▶ Stored data:
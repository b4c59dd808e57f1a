// SPDX-FileCopyrightText: Copyright © 2020-2024 Serpent OS Developers
//
// SPDX-License-Identifier: MPL-2.0

//! Transplant a store entry into a consumer's dependency tree: resolve
//! the real target (direct or pnpm virtual store), run an incremental
//! copy, create executable shims, and offer backup/restore/remove.

mod binlink;

use std::path::{Path, PathBuf};

use thiserror::Error;

pub use binlink::create_bin_shims;

#[derive(Debug, Error)]
pub enum Error {
    #[error(transparent)]
    PackageManager(#[from] plunk_pm::Error),
    #[error(transparent)]
    Fs(#[from] plunk_fs::Error),
    #[error(transparent)]
    Manifest(#[from] plunk_manifest::Error),
    #[error("create bin shim {0:?}")]
    BinShim(PathBuf, #[source] std::io::Error),
}

#[derive(Debug, Default)]
pub struct InjectResult {
    pub copied: usize,
    pub skipped: usize,
    pub removed: usize,
    pub bin_links: Vec<String>,
    pub target: PathBuf,
}

pub struct Injector {
    fs: std::sync::Arc<plunk_fs::Fs>,
}

impl Injector {
    pub fn new(fs: std::sync::Arc<plunk_fs::Fs>) -> Self {
        Self { fs }
    }

    /// Direct target is `<consumer>/<deps>/<name>/`. For pnpm (or yarn
    /// in pnpm-style-linker mode): follow an existing symlink if one
    /// resolves elsewhere; otherwise scan the virtual store for a
    /// version match (when `version` is known), falling back to a
    /// prefix match with a warning, and finally to the direct path with
    /// a warning if no virtual store structure exists at all.
    pub fn resolve_target(&self, consumer: &plunk_paths::Consumer, deps_dir: &str, name: &str, version: Option<&str>, detection: &plunk_pm::Detection) -> PathBuf {
        let direct = consumer.dependency_target(deps_dir, name);

        if !detection.uses_pnpm_virtual_store() {
            return direct;
        }

        if let Ok(link_target) = std::fs::read_link(&direct) {
            let resolved = if link_target.is_absolute() { link_target } else { direct.parent().unwrap_or(&direct).join(link_target) };
            if resolved.exists() {
                return resolved;
            }
        }

        let pnpm_dir = consumer.pnpm_virtual_store(deps_dir);
        let encoded = plunk_paths::encode_name(name);
        match plunk_pm::find_virtual_store_entry(&pnpm_dir, &encoded, version.unwrap_or_default()) {
            Some(m) => {
                if !m.exact_version {
                    log::warn!("no exact pnpm virtual-store match for {name}, using {:?}", m.path);
                }
                m.path.join("node_modules").join(name)
            }
            None => {
                log::warn!("no pnpm virtual store found under {pnpm_dir:?}, using direct target");
                direct
            }
        }
    }

    /// Copy `package_dir` into the consumer, resolving the real target
    /// first, then read the injected manifest and create bin shims.
    pub async fn inject(
        &self,
        package_dir: &Path,
        name: &str,
        version: &str,
        consumer_dir: &Path,
        deps_dir: &str,
        detection: &plunk_pm::Detection,
    ) -> Result<InjectResult, Error> {
        detection.ensure_compatible()?;
        let consumer = plunk_paths::Consumer::new(consumer_dir);
        let target = self.resolve_target(&consumer, deps_dir, name, Some(version), detection);

        let stats = self.fs.incremental_copy_dir(package_dir, &target).await?;

        let manifest = plunk_manifest::Manifest::read(&target)?;
        let bin_links = binlink::create_bin_shims(&consumer, deps_dir, &manifest, &target)?;

        Ok(InjectResult { copied: stats.copied, skipped: stats.skipped, removed: stats.removed, bin_links, target })
    }

    /// Runtime dependency names (plus non-optional peers) declared by
    /// the injected manifest that aren't present in the consumer's
    /// dependency tree. Advisory only: injection already succeeded.
    pub fn missing_dependencies(&self, manifest: &plunk_manifest::Manifest, consumer: &plunk_paths::Consumer, deps_dir: &str) -> Vec<String> {
        manifest
            .runtime_dependency_names()
            .into_iter()
            .filter(|dep| !consumer.dependency_target(deps_dir, dep).exists())
            .collect()
    }

    /// If a directory exists at the resolved target, copy it aside to
    /// the consumer's backup path and return `true`.
    pub async fn backup_existing(&self, consumer_dir: &Path, name: &str, deps_dir: &str, detection: &plunk_pm::Detection) -> Result<bool, Error> {
        let consumer = plunk_paths::Consumer::new(consumer_dir);
        let target = self.resolve_target(&consumer, deps_dir, name, None, detection);
        if !target.is_dir() {
            return Ok(false);
        }
        let backup = consumer.backup_path(name);
        self.fs.incremental_copy_dir(&target, &backup).await?;
        Ok(true)
    }

    /// If a backup exists, delete the target and copy the backup into
    /// its place, then delete the backup. Returns whether a restore
    /// occurred.
    pub async fn restore_backup(&self, consumer_dir: &Path, name: &str, deps_dir: &str, detection: &plunk_pm::Detection) -> Result<bool, Error> {
        let consumer = plunk_paths::Consumer::new(consumer_dir);
        let backup = consumer.backup_path(name);
        if !backup.is_dir() {
            return Ok(false);
        }
        let target = self.resolve_target(&consumer, deps_dir, name, None, detection);
        self.fs.remove_dir_all(&target).await?;
        self.fs.incremental_copy_dir(&backup, &target).await?;
        self.fs.remove_dir_all(&backup).await?;
        Ok(true)
    }

    /// Remove executable shims based on the currently-injected manifest
    /// (if readable), then delete the target.
    pub async fn remove_injected(&self, consumer_dir: &Path, name: &str, deps_dir: &str, detection: &plunk_pm::Detection) -> Result<(), Error> {
        let consumer = plunk_paths::Consumer::new(consumer_dir);
        let target = self.resolve_target(&consumer, deps_dir, name, None, detection);

        if let Ok(manifest) = plunk_manifest::Manifest::read(&target) {
            binlink::remove_bin_shims(&consumer, deps_dir, &manifest)?;
        }

        self.fs.remove_dir_all(&target).await?;
        Ok(())
    }
}

#[cfg(test)]
mod tests {
    use super::*;

    fn npm_detection() -> plunk_pm::Detection {
        plunk_pm::Detection { package_manager: plunk_pm::PackageManager::Npm, yarn_linker: None }
    }

    fn write(root: &Path, rel: &str, contents: &str) {
        let path = root.join(rel);
        std::fs::create_dir_all(path.parent().unwrap()).unwrap();
        std::fs::write(path, contents).unwrap();
    }

    #[tokio::test]
    async fn inject_copies_files_byte_for_byte() {
        let store = tempfile::tempdir().unwrap();
        write(store.path(), "package.json", r#"{"name": "test-lib", "version": "1.0.0"}"#);
        write(store.path(), "dist/index.js", "const a=1;");

        let consumer = tempfile::tempdir().unwrap();
        let injector = Injector::new(std::sync::Arc::new(plunk_fs::Fs::new(false)));
        let result = injector
            .inject(store.path(), "test-lib", "1.0.0", consumer.path(), "node_modules", &npm_detection())
            .await
            .unwrap();

        assert_eq!(result.copied, 2); // package.json + dist/index.js
        assert_eq!(
            std::fs::read(consumer.path().join("node_modules/test-lib/dist/index.js")).unwrap(),
            b"const a=1;"
        );
    }

    #[tokio::test]
    async fn second_inject_of_unchanged_entry_copies_nothing() {
        let store = tempfile::tempdir().unwrap();
        write(store.path(), "package.json", r#"{"name": "test-lib", "version": "1.0.0"}"#);
        write(store.path(), "dist/index.js", "const a=1;");

        let consumer = tempfile::tempdir().unwrap();
        let injector = Injector::new(std::sync::Arc::new(plunk_fs::Fs::new(false)));
        injector.inject(store.path(), "test-lib", "1.0.0", consumer.path(), "node_modules", &npm_detection()).await.unwrap();
        let result = injector
            .inject(store.path(), "test-lib", "1.0.0", consumer.path(), "node_modules", &npm_detection())
            .await
            .unwrap();

        assert_eq!(result.copied, 0);
        assert_eq!(result.removed, 0);
    }

    #[tokio::test]
    async fn backup_then_restore_round_trips() {
        let consumer = tempfile::tempdir().unwrap();
        write(consumer.path(), "node_modules/test-lib/original.js", "// v0.9");

        let injector = Injector::new(std::sync::Arc::new(plunk_fs::Fs::new(false)));
        let backed_up = injector.backup_existing(consumer.path(), "test-lib", "node_modules", &npm_detection()).await.unwrap();
        assert!(backed_up);

        // Simulate an inject overwriting the target.
        std::fs::remove_dir_all(consumer.path().join("node_modules/test-lib")).unwrap();
        write(consumer.path(), "node_modules/test-lib/original.js", "// plunk version");

        let restored = injector.restore_backup(consumer.path(), "test-lib", "node_modules", &npm_detection()).await.unwrap();
        assert!(restored);
        assert_eq!(std::fs::read_to_string(consumer.path().join("node_modules/test-lib/original.js")).unwrap(), "// v0.9");
        assert!(!plunk_paths::Consumer::new(consumer.path()).backup_path("test-lib").exists());
    }

    #[tokio::test]
    async fn pnpm_virtual_store_target_resolution() {
        let store = tempfile::tempdir().unwrap();
        write(store.path(), "package.json", r#"{"name": "test-lib", "version": "1.0.0"}"#);
        write(store.path(), "index.js", "x");

        let consumer = tempfile::tempdir().unwrap();
        std::fs::create_dir_all(consumer.path().join("node_modules/.pnpm/test-lib@1.0.0/node_modules/test-lib")).unwrap();

        let detection = plunk_pm::Detection { package_manager: plunk_pm::PackageManager::Pnpm, yarn_linker: None };
        let injector = Injector::new(std::sync::Arc::new(plunk_fs::Fs::new(false)));
        injector.inject(store.path(), "test-lib", "1.0.0", consumer.path(), "node_modules", &detection).await.unwrap();

        assert!(consumer
            .path()
            .join("node_modules/.pnpm/test-lib@1.0.0/node_modules/test-lib/index.js")
            .exists());
        assert!(!consumer.path().join("node_modules/test-lib").exists());
    }
}
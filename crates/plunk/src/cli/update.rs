// SPDX-FileCopyrightText: Copyright © 2020-2024 Serpent OS Developers
//
// SPDX-License-Identifier: MPL-2.0

use std::path::PathBuf;

use clap::Args;

use crate::cli::{emit_json, init::resolve_dir, Error, Global};

#[derive(Debug, Args)]
pub struct Command {
    /// Consumer directory. Defaults to the current directory.
    #[arg(long)]
    pub dir: Option<PathBuf>,
}

pub async fn handle(command: Command, global: Global, plunk: &plunk_core::Plunk) -> Result<(), Error> {
    let dir = resolve_dir(command.dir)?;
    let report = plunk.update(&dir).await?;

    if !global.json {
        for name in &report.restored {
            println!("updated {name} to the latest store version");
        }
        for name in &report.missing {
            eprintln!("{name} is linked but no longer in the store");
        }
    }

    emit_json(global, serde_json::json!({ "updated": report.restored, "missing": report.missing }))
}
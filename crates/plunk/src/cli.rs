// SPDX-FileCopyrightText: Copyright © 2020-2024 Serpent OS Developers
//
// SPDX-License-Identifier: MPL-2.0

use clap::{Args, Parser};
use thiserror::Error;

mod add;
mod clean;
mod dev;
mod doctor;
mod init;
mod list;
mod migrate;
mod publish;
mod push;
mod remove;
mod restore;
mod status;
mod update;

#[derive(Debug, Parser)]
#[command(name = "plunk", about = "Local package development without npm link/yalc")]
pub struct Command {
    #[command(flatten)]
    pub global: Global,
    #[command(subcommand)]
    pub subcommand: Subcommand,
}

#[derive(Debug, Args, Clone, Copy)]
pub struct Global {
    /// Enable debug-level logging.
    #[arg(long, global = true)]
    pub verbose: bool,
    /// Report what would happen without touching the filesystem.
    #[arg(long, global = true)]
    pub dry_run: bool,
    /// Print one JSON object per command instead of human-readable text.
    #[arg(long, global = true)]
    pub json: bool,
}

#[derive(Debug, clap::Subcommand)]
pub enum Subcommand {
    Init(init::Command),
    Publish(publish::Command),
    Add(add::Command),
    Remove(remove::Command),
    Push(push::Command),
    Dev(dev::Command),
    Restore(restore::Command),
    List(list::Command),
    Status(status::Command),
    Update(update::Command),
    #[command(alias = "gc")]
    Clean(clean::Command),
    Doctor(doctor::Command),
    Migrate(migrate::Command),
}

pub async fn process(command: Command) -> Result<(), Error> {
    let Command { global, subcommand } = command;

    let home = plunk_paths::Home::resolve()?;
    let plunk = plunk_core::Plunk::new(home, global.dry_run);

    match subcommand {
        Subcommand::Init(command) => init::handle(command, global, &plunk).await?,
        Subcommand::Publish(command) => publish::handle(command, global, &plunk).await?,
        Subcommand::Add(command) => add::handle(command, global, &plunk).await?,
        Subcommand::Remove(command) => remove::handle(command, global, &plunk).await?,
        Subcommand::Push(command) => push::handle(command, global, &plunk).await?,
        Subcommand::Dev(command) => dev::handle(command, global, &plunk).await?,
        Subcommand::Restore(command) => restore::handle(command, global, &plunk).await?,
        Subcommand::List(command) => list::handle(command, global, &plunk).await?,
        Subcommand::Status(command) => status::handle(command, global, &plunk).await?,
        Subcommand::Update(command) => update::handle(command, global, &plunk).await?,
        Subcommand::Clean(command) => clean::handle(command, global, &plunk).await?,
        Subcommand::Doctor(command) => doctor::handle(command, global, &plunk).await?,
        Subcommand::Migrate(command) => migrate::handle(command, global, &plunk).await?,
    }

    Ok(())
}

#[derive(Debug, Error)]
pub enum Error {
    #[error(transparent)]
    Paths(#[from] plunk_paths::Error),
    #[error(transparent)]
    Core(#[from] plunk_core::Error),
    #[error(transparent)]
    Publish(#[from] plunk_publish::Error),
    #[error(transparent)]
    Push(#[from] plunk_push::Error),
    #[error(transparent)]
    Watch(#[from] plunk_push::watch::Error),
    #[error("determine current directory")]
    CurrentDir(#[source] std::io::Error),
    #[error("read confirmation")]
    Confirm(#[source] std::io::Error),
    #[error("serialize JSON output")]
    Json(#[source] serde_json::Error),
}

impl Error {
    /// One suggestion drawn from a closed table, keyed off the
    /// deepest recognizable cause in the error chain.
    pub fn suggestion(&self) -> Option<&'static str> {
        if matches!(self, Error::Core(plunk_core::Error::NotFoundInStore(_))) {
            return Some("publish the package first with `plunk publish`");
        }
        if matches!(self, Error::Core(plunk_core::Error::PackageNotLinked(_))) {
            return Some("link it first with `plunk add <pkg>`");
        }
        if matches!(self, Error::Core(plunk_core::Error::PackageManager(_))) {
            return Some("this consumer uses Yarn plug-and-play, which plunk cannot inject into; switch nodeLinker to node-modules or pnpm");
        }
        if let Some(io_err) = find_source::<std::io::Error>(self) {
            if io_err.kind() == std::io::ErrorKind::PermissionDenied {
                return Some("check file ownership and permissions under the store or consumer directory");
            }
            if io_err.to_string().to_lowercase().contains("busy") {
                return Some("stop any running dev server using this dependency and try again");
            }
        }
        None
    }
}

fn find_source<'a, T: std::error::Error + 'static>(error: &'a Error) -> Option<&'a T> {
    let mut current: Option<&(dyn std::error::Error + 'static)> = Some(error);
    while let Some(err) = current {
        if let Some(found) = err.downcast_ref::<T>() {
            return Some(found);
        }
        current = err.source();
    }
    None
}

/// Print `value` as pretty JSON when `--json` was passed.
pub(crate) fn emit_json(global: Global, value: serde_json::Value) -> Result<(), Error> {
    if global.json {
        serde_json::to_writer_pretty(std::io::stdout(), &value).map_err(Error::Json)?;
        println!();
    }
    Ok(())
}
// SPDX-FileCopyrightText: Copyright © 2020-2024 Serpent OS Developers
//
// SPDX-License-Identifier: MPL-2.0

//! Reproduce "which files would ship" for a publish without invoking an
//! external pack tool: the manifest's `files` field when present,
//! otherwise a full walk honoring a default ignore set plus an
//! `.npmignore`-style file.

use std::{
    io,
    path::{Path, PathBuf},
};

use thiserror::Error;

#[derive(Debug, Error)]
pub enum Error {
    #[error("read directory {0:?}")]
    ReadDir(PathBuf, #[source] io::Error),
    #[error("invalid glob pattern {0:?}")]
    Glob(String, #[source] glob::PatternError),
}

/// Directory names skipped unconditionally during the default walk,
/// regardless of manifest or ignore-file content.
const UNCONDITIONAL_SKIP_DIRS: &[&str] = &["node_modules", ".git"];

/// Directories excluded by default when no `files` field narrows the
/// walk: version control, editors, local state, tests, common CI config.
const DEFAULT_IGNORE_DIRS: &[&str] = &[
    ".git", ".hg", ".svn", ".vscode", ".idea", ".plunk", "test", "tests", "__tests__", "spec",
    ".github", ".circleci",
];

/// Default-excluded file patterns: editor/dev-tool configs, lock files,
/// OS metadata.
const DEFAULT_IGNORE_FILES: &[&str] = &[
    ".DS_Store",
    "Thumbs.db",
    ".editorconfig",
    ".eslintrc*",
    ".prettierrc*",
    "package-lock.json",
    "yarn.lock",
    "pnpm-lock.yaml",
    "bun.lockb",
    "bun.lock",
];

/// Top-level docs always shipped if present, regardless of `files` or
/// ignore rules.
const ALWAYS_INCLUDED: &[&str] = &["README", "LICENSE", "CHANGELOG.md"];

const IGNORE_FILE_NAME: &str = ".npmignore";

#[derive(Debug, Default)]
pub struct PackList {
    /// Absolute paths of every file that would ship.
    pub files: Vec<PathBuf>,
    /// Non-fatal issues, e.g. a `files` entry matching nothing.
    pub warnings: Vec<String>,
}

/// Resolve the pack list for `source_root`. `files` mirrors the
/// manifest's `files` field, if declared.
pub fn resolve(source_root: &Path, files: Option<&[String]>) -> Result<PackList, Error> {
    let mut resolved = match files {
        Some(entries) => resolve_with_files_field(source_root, entries)?,
        None => resolve_default_walk(source_root)?,
    };

    resolved.files.push(source_root.join("package.json"));

    for name in ALWAYS_INCLUDED {
        for candidate in matching_top_level(source_root, name) {
            resolved.files.push(candidate);
        }
    }

    resolved.files.retain(|p| p.is_file());
    dedupe(&mut resolved.files);

    Ok(resolved)
}

fn matching_top_level(root: &Path, prefix: &str) -> Vec<PathBuf> {
    let Ok(entries) = std::fs::read_dir(root) else { return Vec::new() };
    entries
        .flatten()
        .map(|e| e.path())
        .filter(|p| {
            p.file_name()
                .and_then(|n| n.to_str())
                .map(|n| n == prefix || n.starts_with(&format!("{prefix}.")) || n.starts_with(&format!("{prefix}-")))
                .unwrap_or(false)
        })
        .collect()
}

fn resolve_with_files_field(source_root: &Path, entries: &[String]) -> Result<PackList, Error> {
    let all_candidates = walk_all(source_root, &[])?;
    let mut files = Vec::new();
    let mut warnings = Vec::new();

    for entry in entries {
        let literal_path = source_root.join(entry);

        if literal_path.is_file() {
            files.push(literal_path);
            continue;
        }

        if literal_path.is_dir() {
            for candidate in &all_candidates {
                if candidate.starts_with(&literal_path) {
                    files.push(candidate.clone());
                }
            }
            continue;
        }

        let pattern = glob::Pattern::new(entry).map_err(|e| Error::Glob(entry.clone(), e))?;
        let mut matched_any = false;
        for candidate in &all_candidates {
            if let Ok(rel) = candidate.strip_prefix(source_root) {
                if pattern.matches_path(rel) {
                    files.push(candidate.clone());
                    matched_any = true;
                }
            }
        }

        if !matched_any {
            warnings.push(format!("pack-list entry {entry:?} matched nothing"));
        }
    }

    Ok(PackList { files, warnings })
}

fn resolve_default_walk(source_root: &Path) -> Result<PackList, Error> {
    let ignore_rules = load_ignore_rules(source_root)?;
    let candidates = walk_all(source_root, &[])?;

    let mut files = Vec::new();
    for candidate in candidates {
        let Ok(rel) = candidate.strip_prefix(source_root) else { continue };
        if is_default_ignored(rel) {
            continue;
        }
        if ignore_rules.is_excluded(rel) {
            continue;
        }
        files.push(candidate);
    }

    Ok(PackList { files, warnings: Vec::new() })
}

fn is_default_ignored(rel: &Path) -> bool {
    let components: Vec<_> = rel.components().map(|c| c.as_os_str().to_string_lossy().to_string()).collect();

    if components.iter().any(|c| DEFAULT_IGNORE_DIRS.contains(&c.as_str())) {
        return true;
    }

    let Some(file_name) = rel.file_name().and_then(|n| n.to_str()) else { return false };
    DEFAULT_IGNORE_FILES.iter().any(|pat| glob::Pattern::new(pat).map(|p| p.matches(file_name)).unwrap_or(false))
}

/// A single parsed line from an `.npmignore`-style file, already
/// expanded to a root-relative glob (a bare `foo` becomes `**/foo` so it
/// matches at any depth, matching `.gitignore` semantics).
#[derive(Debug)]
struct IgnoreRule {
    pattern: glob::Pattern,
    negate: bool,
}

#[derive(Debug, Default)]
struct IgnoreRules {
    rules: Vec<IgnoreRule>,
}

impl IgnoreRules {
    /// Later rules win, matching `.gitignore` semantics: a path is
    /// excluded if the last matching rule is not a negation.
    fn is_excluded(&self, rel: &Path) -> bool {
        let rel_str = rel.to_string_lossy().replace('\\', "/");
        let mut excluded = false;
        for rule in &self.rules {
            if rule.pattern.matches(&rel_str) {
                excluded = !rule.negate;
            }
        }
        excluded
    }
}

fn load_ignore_rules(source_root: &Path) -> Result<IgnoreRules, Error> {
    let path = source_root.join(IGNORE_FILE_NAME);
    let Ok(contents) = fs_err::read_to_string(&path) else {
        return Ok(IgnoreRules::default());
    };

    let mut rules = Vec::new();
    for line in contents.lines() {
        let line = line.trim();
        if line.is_empty() || line.starts_with('#') {
            continue; // comment or blank
        }

        let negate = line.starts_with('!');
        let body = if negate { &line[1..] } else { line };
        // A pattern containing a slash (other than a trailing one) is
        // anchored to the ignore file's directory; a bare name matches
        // at any depth.
        let anchored = body.trim_end_matches('/').contains('/');
        let pattern_str = body.trim_start_matches('/').trim_end_matches('/').to_string();

        if pattern_str.is_empty() {
            continue;
        }

        let glob_pattern = if anchored { pattern_str.clone() } else { format!("**/{pattern_str}") };

        let pattern = glob::Pattern::new(&glob_pattern).map_err(|e| Error::Glob(pattern_str.clone(), e))?;
        rules.push(IgnoreRule { pattern, negate });
    }

    Ok(IgnoreRules { rules })
}

fn walk_all(root: &Path, extra_skip: &[&str]) -> Result<Vec<PathBuf>, Error> {
    let mut out = Vec::new();
    if root.exists() {
        walk_all_into(root, root, extra_skip, &mut out)?;
    }
    Ok(out)
}

fn walk_all_into(root: &Path, dir: &Path, extra_skip: &[&str], out: &mut Vec<PathBuf>) -> Result<(), Error> {
    let entries = std::fs::read_dir(dir).map_err(|e| Error::ReadDir(dir.to_path_buf(), e))?;
    for entry in entries {
        let entry = entry.map_err(|e| Error::ReadDir(dir.to_path_buf(), e))?;
        let path = entry.path();
        let name = entry.file_name();
        let name = name.to_string_lossy();

        if UNCONDITIONAL_SKIP_DIRS.contains(&name.as_ref()) || extra_skip.contains(&name.as_ref()) {
            continue;
        }

        let file_type = entry.file_type().map_err(|e| Error::ReadDir(path.clone(), e))?;
        if file_type.is_dir() {
            walk_all_into(root, &path, extra_skip, out)?;
        } else if file_type.is_file() {
            out.push(path);
        }
    }
    Ok(())
}

fn dedupe(paths: &mut Vec<PathBuf>) {
    let mut seen = std::collections::HashSet::new();
    paths.retain(|p| seen.insert(p.clone()));
}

▶ Task goal:
Lines containing the word "present" are to be tallied across the entries above; give only the resulting count.

▶ Finished exercise:
3